On Wed, Aug 02, 2017 at 04:25:42PM +0200, Niels Möller wrote:
"Daniel P. Berrange" berrange@redhat.com writes:
Naively I would have expected them all to be pretty much equal given that they're delegating to the same hardware routines.
This is not completely unexpected.
- Nettle's AESNI assembly routines were written for simplicity and small code size, without putting a lot of effort into it. They could probably be sped up by some unrolling or more careful instruction scheduling. Patches welcome (but we shouldn't use excessive unrolling unless there's a significant speedup).
Unfortunately I don't have any useful expertize in asm code, so I won't be able to provide any patches in this area.
- Nettle's AES-CBC uses general CBC functions invoking the AES encrypt and decrypt functions.
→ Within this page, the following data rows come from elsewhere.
//! Caller-implemented callback surfaces.

use async_trait::async_trait;
use bytes_utils::Str;

use crate::error::ClientError;
use crate::parse::event::MessageEvent;

/// Receives everything a stream produces.
///
/// All callbacks for one client are serialized on a dedicated worker and
/// never overlap: `on_open` precedes any `on_message`/`on_comment` of a
/// connection, and `on_closed` follows all of them before the next
/// `on_open`. Panics in a callback are logged and swallowed.
///
/// In streaming-data mode, `on_message` runs on the stream worker itself
/// and must fully consume (or [`close`](crate::DataReader::close)) the
/// event's [`DataReader`](crate::DataReader) before returning; the stream
/// does not advance until it does.
#[async_trait]
pub trait EventHandler: Send + Sync {
    /// A connection was established (or re-established).
    async fn on_open(&self) {}

    /// The current connection ended; the client may reconnect afterwards.
    async fn on_closed(&self) {}

    /// A complete event arrived (or, in streaming-data mode, began).
    async fn on_message(&self, event: MessageEvent<'_>);

    /// A comment line arrived; `comment` is the text after the colon.
    async fn on_comment(&self, comment: Str) {
        let _ = comment;
    }

    /// A connection attempt or established stream failed.
    ///
    /// Only called when the [`ConnectionErrorHandler`] decided to proceed;
    /// never called for a clean server close.
    async fn on_error(&self, error: &ClientError) {
        let _ = error;
    }
}

#[async_trait]
impl<T: EventHandler + ?Sized> EventHandler for std::sync::Arc<T> {
    async fn on_open(&self) {
        (**self).on_open().await;
    }

    async fn on_closed(&self) {
        (**self).on_closed().await;
    }

    async fn on_message(&self, event: MessageEvent<'_>) {
        (**self).on_message(event).await;
    }

    async fn on_comment(&self, comment: Str) {
        (**self).on_comment(comment).await;
    }

    async fn on_error(&self, error: &ClientError) {
        (**self).on_error(error).await;
    }
}

/// What to do about a connection failure.
#[derive(Debug, Clone, Copy, PartialEq, Eq)]
pub enum ErrorAction {
    /// Keep going: report the error to the handler and reconnect.
    Proceed,
    /// Give up: shut the client down without reporting to the handler.
    Shutdown,
}

/// Decides, before the user handler hears about it, whether a connection
/// failure stops the client.
///
/// Invoked for transport errors, unsuccessful responses, and clean server
/// closes (the last never reaches [`EventHandler::on_error`] regardless).
pub trait ConnectionErrorHandler: Send + Sync {
    /// Classify a connection failure.
    fn on_connection_error(&self, error: &ClientError) -> ErrorAction;
}

impl<F> ConnectionErrorHandler for F
where
    F: Fn(&ClientError) -> ErrorAction + Send + Sync,
{
    fn on_connection_error(&self, error: &ClientError) -> ErrorAction {
        self(error)
    }
}

/// The default policy: always [`ErrorAction::Proceed`].
#[derive(Debug, Clone, Copy, Default)]
pub struct DefaultConnectionErrorHandler;

impl ConnectionErrorHandler for DefaultConnectionErrorHandler {
    fn on_connection_error(&self, _error: &ClientError) -> ErrorAction {
        ErrorAction::Proceed
    }
}
//! Source Reader
//!
//! Reads a whole source file as UTF-8 text. Line endings are normalised to
//! `\n` so single-line patterns behave the same on every platform.

use std::fs;
use std::path::Path;

use crate::types::{Result, SummaryError};

/// Read `path` fully. Unreadable files and invalid UTF-8 are errors.
pub fn read_source(path: &Path) -> Result<String> {
    let bytes = fs::read(path).map_err(|e| SummaryError::read(path, e))?;

    let text = String::from_utf8(bytes).map_err(|source| SummaryError::Decode {
        path: path.to_path_buf(),
        source,
    })?;

    Ok(normalize_newlines(text))
}

/// Convert `\r\n` and lone `\r` into `\n`
pub fn normalize_newlines(text: String) -> String {
    if !text.contains('\r') {
        return text;
    }
    text.replace("\r\n", "\n").replace('\r', "\n")
}

#[cfg(test)]
mod tests {
    use super::*;
    use crate::types::FailureStage;
    use tempfile::TempDir;

    #[test]
    fn test_read_utf8_source() {
        let temp = TempDir::new().unwrap();
        let path = temp.path().join("greeting.dart");
        fs::write(&path, "// héllo\nclass Greeting {}").unwrap();

        let content = read_source(&path).unwrap();
        assert_eq!(content, "// héllo\nclass Greeting {}");
    }

    #[test]
    fn test_read_normalizes_line_endings() {
        let temp = TempDir::new().unwrap();
        let path = temp.path().join("crlf.dart");
        fs::write(&path, "class A {}\r\nclass B {}\rclass C {}").unwrap();

        let content = read_source(&path).unwrap();
        assert_eq!(content, "class A {}\nclass B {}\nclass C {}");
    }

    #[test]
    fn test_read_invalid_utf8_fails() {
        let temp = TempDir::new().unwrap();
        let path = temp.path().join("binary.dart");
        fs::write(&path, [0x63, 0x6c, 0xff, 0xfe, 0x00]).unwrap();

        let err = read_source(&path).unwrap_err();
        assert!(matches!(err, SummaryError::Decode { .. }));
    }

    #[test]
    fn test_read_missing_file_fails() {
        let temp = TempDir::new().unwrap();
        let err = read_source(&temp.path().join("gone.dart")).unwrap_err();
        assert!(matches!(err, SummaryError::Read { .. }));
        assert_eq!(err.stage(), FailureStage::Read);
    }

    #[test]
    fn test_normalize_without_carriage_returns() {
        assert_eq!(normalize_newlines("a\nb".to_string()), "a\nb");
        assert_eq!(normalize_newlines("a\r\n\r\nb".to_string()), "a\n\nb");
    }
}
In particular for CBC *en*crypt, this adds significant overhead for function calls, and the memxor function will examine src/dst alignment once per block. CBC *de*crypt is usually a bit faster, since we can then decrypt more than one block at a time.
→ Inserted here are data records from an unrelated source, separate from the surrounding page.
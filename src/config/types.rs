//! Configuration Types
//!
//! Only run-environment settings live here. The target extension, the
//! extraction patterns and the report file are constants.

use serde::{Deserialize, Serialize};
use std::path::PathBuf;

use crate::constants::config::LOG_LEVELS;
use crate::constants::scan::DEFAULT_ROOT;
use crate::types::{Result, SummaryError};

/// Root configuration structure
#[derive(Debug, Clone, PartialEq, Eq, Serialize, Deserialize)]
#[serde(default)]
pub struct Config {
    /// Configuration version
    pub version: String,

    /// Scan settings
    pub scan: ScanConfig,

    /// Logging settings
    pub log: LogConfig,
}

impl Default for Config {
    fn default() -> Self {
        Self {
            version: "1.0".to_string(),
            scan: ScanConfig::default(),
            log: LogConfig::default(),
        }
    }
}

impl Config {
    /// Validate configuration values.
    /// Returns `SummaryError::Config` on validation failure.
    pub fn validate(&self) -> Result<()> {
        if self.scan.root.as_os_str().is_empty() {
            return Err(SummaryError::Config(
                "scan.root must not be empty".to_string(),
            ));
        }

        let level = self.log.level.to_lowercase();
        if !LOG_LEVELS.contains(&level.as_str()) {
            return Err(SummaryError::Config(format!(
                "Invalid log.level '{}'. Valid values: {}",
                self.log.level,
                LOG_LEVELS.join(", ")
            )));
        }

        Ok(())
    }
}

#[derive(Debug, Clone, PartialEq, Eq, Serialize, Deserialize)]
#[serde(default)]
pub struct ScanConfig {
    /// Directory to summarize (the report is still written to the cwd)
    pub root: PathBuf,
}

impl Default for ScanConfig {
    fn default() -> Self {
        Self {
            root: PathBuf::from(DEFAULT_ROOT),
        }
    }
}

#[derive(Debug, Clone, PartialEq, Eq, Serialize, Deserialize)]
#[serde(default)]
pub struct LogConfig {
    /// Default tracing filter when neither flags nor RUST_LOG are given
    pub level: String,
}

impl Default for LogConfig {
    fn default() -> Self {
        Self {
            level: "info".to_string(),
        }
    }
}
comparative benchmarks of nettle's impl against others & seen the same kind of results ?
You can also try the ./examples/nettle-benchmark program; if openssl was found at configure time, it includes benchmarks of some openssl functions for comparison.
FYI, that benchmark program is somewhat misleading, because it directly uses the openssl AES APIs, which always go to the generic software version, and thus make openssl look real slow by comparison. To exercise the AESNI impls in openssl, it would need to be rewritten to use the openssl EVP APIs which dynamically choose the best impl.
Regards, Daniel